● Work instructions
Take the entries below and give them back exactly. Leave out nothing.

:: Material shown

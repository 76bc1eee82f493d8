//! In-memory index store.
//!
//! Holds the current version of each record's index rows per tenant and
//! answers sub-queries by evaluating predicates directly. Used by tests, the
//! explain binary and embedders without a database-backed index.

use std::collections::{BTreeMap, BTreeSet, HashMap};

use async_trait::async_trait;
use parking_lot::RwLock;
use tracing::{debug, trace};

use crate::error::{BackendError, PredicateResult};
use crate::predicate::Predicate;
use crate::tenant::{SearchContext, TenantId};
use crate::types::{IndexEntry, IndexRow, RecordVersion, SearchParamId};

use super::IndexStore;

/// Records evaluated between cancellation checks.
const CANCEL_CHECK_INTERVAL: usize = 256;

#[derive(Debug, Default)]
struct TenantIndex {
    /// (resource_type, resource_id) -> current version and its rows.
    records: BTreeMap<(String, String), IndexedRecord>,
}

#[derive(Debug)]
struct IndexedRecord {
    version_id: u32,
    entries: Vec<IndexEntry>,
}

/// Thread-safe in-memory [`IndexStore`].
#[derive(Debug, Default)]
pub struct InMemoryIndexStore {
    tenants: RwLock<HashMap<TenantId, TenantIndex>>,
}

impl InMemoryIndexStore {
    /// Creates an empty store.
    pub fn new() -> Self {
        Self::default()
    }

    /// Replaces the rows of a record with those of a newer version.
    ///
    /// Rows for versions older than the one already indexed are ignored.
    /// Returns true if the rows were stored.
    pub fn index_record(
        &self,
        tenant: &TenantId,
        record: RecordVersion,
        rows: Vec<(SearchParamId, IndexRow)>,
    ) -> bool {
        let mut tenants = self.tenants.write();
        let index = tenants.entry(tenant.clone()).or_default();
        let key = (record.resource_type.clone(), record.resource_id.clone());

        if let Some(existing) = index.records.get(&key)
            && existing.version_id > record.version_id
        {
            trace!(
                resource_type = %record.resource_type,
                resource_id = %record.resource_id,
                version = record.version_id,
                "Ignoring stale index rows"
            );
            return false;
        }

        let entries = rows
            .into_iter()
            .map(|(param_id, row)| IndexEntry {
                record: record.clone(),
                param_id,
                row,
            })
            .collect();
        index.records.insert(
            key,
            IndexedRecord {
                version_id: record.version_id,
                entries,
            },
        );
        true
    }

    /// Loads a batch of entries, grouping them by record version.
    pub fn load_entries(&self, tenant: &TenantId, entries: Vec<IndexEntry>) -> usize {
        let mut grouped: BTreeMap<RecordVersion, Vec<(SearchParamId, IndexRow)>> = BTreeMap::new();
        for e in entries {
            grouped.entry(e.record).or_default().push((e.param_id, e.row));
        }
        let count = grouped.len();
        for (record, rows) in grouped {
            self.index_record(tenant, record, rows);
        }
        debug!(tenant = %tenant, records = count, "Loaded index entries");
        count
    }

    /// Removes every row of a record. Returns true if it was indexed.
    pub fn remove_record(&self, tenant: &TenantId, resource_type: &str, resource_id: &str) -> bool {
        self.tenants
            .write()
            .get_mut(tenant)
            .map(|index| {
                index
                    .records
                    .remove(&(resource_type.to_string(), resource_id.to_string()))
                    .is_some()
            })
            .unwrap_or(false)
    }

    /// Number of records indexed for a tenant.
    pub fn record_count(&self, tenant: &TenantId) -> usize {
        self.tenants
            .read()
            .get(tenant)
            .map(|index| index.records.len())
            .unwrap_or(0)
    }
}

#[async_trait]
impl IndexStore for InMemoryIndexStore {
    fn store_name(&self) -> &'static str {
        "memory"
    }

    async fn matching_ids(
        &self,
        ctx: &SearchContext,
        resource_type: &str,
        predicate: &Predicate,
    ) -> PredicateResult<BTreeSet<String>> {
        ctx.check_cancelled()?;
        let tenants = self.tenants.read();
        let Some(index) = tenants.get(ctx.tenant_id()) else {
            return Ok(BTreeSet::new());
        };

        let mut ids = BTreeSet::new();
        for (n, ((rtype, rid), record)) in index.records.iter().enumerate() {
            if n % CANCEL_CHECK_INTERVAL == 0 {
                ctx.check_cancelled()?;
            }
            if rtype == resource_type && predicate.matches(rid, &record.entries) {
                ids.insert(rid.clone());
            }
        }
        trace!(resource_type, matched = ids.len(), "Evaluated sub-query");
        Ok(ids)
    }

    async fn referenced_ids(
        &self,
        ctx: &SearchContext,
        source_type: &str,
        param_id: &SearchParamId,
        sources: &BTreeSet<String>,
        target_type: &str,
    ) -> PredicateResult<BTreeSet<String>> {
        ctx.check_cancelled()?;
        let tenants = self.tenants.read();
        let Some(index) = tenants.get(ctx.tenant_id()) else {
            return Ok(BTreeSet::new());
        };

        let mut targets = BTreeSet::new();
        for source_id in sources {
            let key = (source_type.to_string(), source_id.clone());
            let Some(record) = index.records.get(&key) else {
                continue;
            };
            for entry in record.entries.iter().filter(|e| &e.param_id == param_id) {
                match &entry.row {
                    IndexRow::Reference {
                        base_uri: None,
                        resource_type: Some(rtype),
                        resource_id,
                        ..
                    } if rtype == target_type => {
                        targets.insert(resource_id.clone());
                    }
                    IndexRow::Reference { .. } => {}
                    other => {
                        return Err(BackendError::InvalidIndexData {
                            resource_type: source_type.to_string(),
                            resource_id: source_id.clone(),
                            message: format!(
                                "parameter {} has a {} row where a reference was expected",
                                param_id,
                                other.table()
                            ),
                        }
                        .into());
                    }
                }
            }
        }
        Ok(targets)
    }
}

::::

● Exercise solution
repository 76bc1eee82f493d8
//! In-memory index store.
//!
//! Holds the current version of each record's index rows per tenant and
//! answers sub-queries by evaluating predicates directly. Used by tests, the
//! explain binary and embedders without a database-backed index.

use std::collections::{BTreeMap, BTreeSet, HashMap};

use async_trait::async_trait;
use parking_lot::RwLock;
use tracing::{debug, trace};

use crate::error::{BackendError, PredicateResult};
use crate::predicate::Predicate;
use crate::tenant::{SearchContext, TenantId};
use crate::types::{IndexEntry, IndexRow, RecordVersion, SearchParamId};

use super::IndexStore;

/// Records evaluated between cancellation checks.
const CANCEL_CHECK_INTERVAL: usize = 256;

#[derive(Debug, Default)]
struct TenantIndex {
    /// (resource_type, resource_id) -> current version and its rows.
    records: BTreeMap<(String, String), IndexedRecord>,
}

#[derive(Debug)]
struct IndexedRecord {
    version_id: u32,
    entries: Vec<IndexEntry>,
}

/// Thread-safe in-memory [`IndexStore`].
#[derive(Debug, Default)]
pub struct InMemoryIndexStore {
    tenants: RwLock<HashMap<TenantId, TenantIndex>>,
}

impl InMemoryIndexStore {
    /// Creates an empty store.
    pub fn new() -> Self {
        Self::default()
    }

    /// Replaces the rows of a record with those of a newer version.
    ///
    /// Rows for versions older than the one already indexed are ignored.
    /// Returns true if the rows were stored.
    pub fn index_record(
        &self,
        tenant: &TenantId,
        record: RecordVersion,
        rows: Vec<(SearchParamId, IndexRow)>,
    ) -> bool {
        let mut tenants = self.tenants.write();
        let index = tenants.entry(tenant.clone()).or_default();
        let key = (record.resource_type.clone(), record.resource_id.clone());

        if let Some(existing) = index.records.get(&key)
            && existing.version_id > record.version_id
        {
            trace!(
                resource_type = %record.resource_type,
                resource_id = %record.resource_id,
                version = record.version_id,
                "Ignoring stale index rows"
            );
            return false;
        }

        let entries = rows
            .into_iter()
            .map(|(param_id, row)| IndexEntry {
                record: record.clone(),
                param_id,
                row,
            })
            .collect();
        index.records.insert(
            key,
            IndexedRecord {
                version_id: record.version_id,
                entries,
            },
        );
        true
    }

    /// Loads a batch of entries, grouping them by record version.
    pub fn load_entries(&self, tenant: &TenantId, entries: Vec<IndexEntry>) -> usize {
        let mut grouped: BTreeMap<RecordVersion, Vec<(SearchParamId, IndexRow)>> = BTreeMap::new();
        for e in entries {
            grouped.entry(e.record).or_default().push((e.param_id, e.row));
        }
        let count = grouped.len();
        for (record, rows) in grouped {
            self.index_record(tenant, record, rows);
        }
        debug!(tenant = %tenant, records = count, "Loaded index entries");
        count
    }

    /// Removes every row of a record. Returns true if it was indexed.
    pub fn remove_record(&self, tenant: &TenantId, resource_type: &str, resource_id: &str) -> bool {
        self.tenants
            .write()
            .get_mut(tenant)
            .map(|index| {
                index
                    .records
                    .remove(&(resource_type.to_string(), resource_id.to_string()))
                    .is_some()
            })
            .unwrap_or(false)
    }

    /// Number of records indexed for a tenant.
    pub fn record_count(&self, tenant: &TenantId) -> usize {
        self.tenants
            .read()
            .get(tenant)
            .map(|index| index.records.len())
            .unwrap_or(0)
    }
}

#[async_trait]
impl IndexStore for InMemoryIndexStore {
    fn store_name(&self) -> &'static str {
        "memory"
    }

    async fn matching_ids(
        &self,
        ctx: &SearchContext,
        resource_type: &str,
        predicate: &Predicate,
    ) -> PredicateResult<BTreeSet<String>> {
        ctx.check_cancelled()?;
        let tenants = self.tenants.read();
        let Some(index) = tenants.get(ctx.tenant_id()) else {
            return Ok(BTreeSet::new());
        };

        let mut ids = BTreeSet::new();
        for (n, ((rtype, rid), record)) in index.records.iter().enumerate() {
            if n % CANCEL_CHECK_INTERVAL == 0 {
                ctx.check_cancelled()?;
            }
            if rtype == resource_type && predicate.matches(rid, &record.entries) {
                ids.insert(rid.clone());
            }
        }
        trace!(resource_type, matched = ids.len(), "Evaluated sub-query");
        Ok(ids)
    }

    async fn referenced_ids(
        &self,
        ctx: &SearchContext,
        source_type: &str,
        param_id: &SearchParamId,
        sources: &BTreeSet<String>,
        target_type: &str,
    ) -> PredicateResult<BTreeSet<String>> {
        ctx.check_cancelled()?;
        let tenants = self.tenants.read();
        let Some(index) = tenants.get(ctx.tenant_id()) else {
            return Ok(BTreeSet::new());
        };

        let mut targets = BTreeSet::new();
        for source_id in sources {
            let key = (source_type.to_string(), source_id.clone());
            let Some(record) = index.records.get(&key) else {
                continue;
            };
            for entry in record.entries.iter().filter(|e| &e.param_id == param_id) {
                match &entry.row {
                    IndexRow::Reference {
                        base_uri: None,
                        resource_type: Some(rtype),
                        resource_id,
                        ..
                    } if rtype == target_type => {
                        targets.insert(resource_id.clone());
                    }
                    IndexRow::Reference { .. } => {}
                    other => {
                        return Err(BackendError::InvalidIndexData {
                            resource_type: source_type.to_string(),
                            resource_id: source_id.clone(),
                            message: format!(
                                "parameter {} has a {} row where a reference was expected",
                                param_id,
                                other.table()
                            ),
                        }
                        .into());
                    }
                }
            }
        }
        Ok(targets)
    }
}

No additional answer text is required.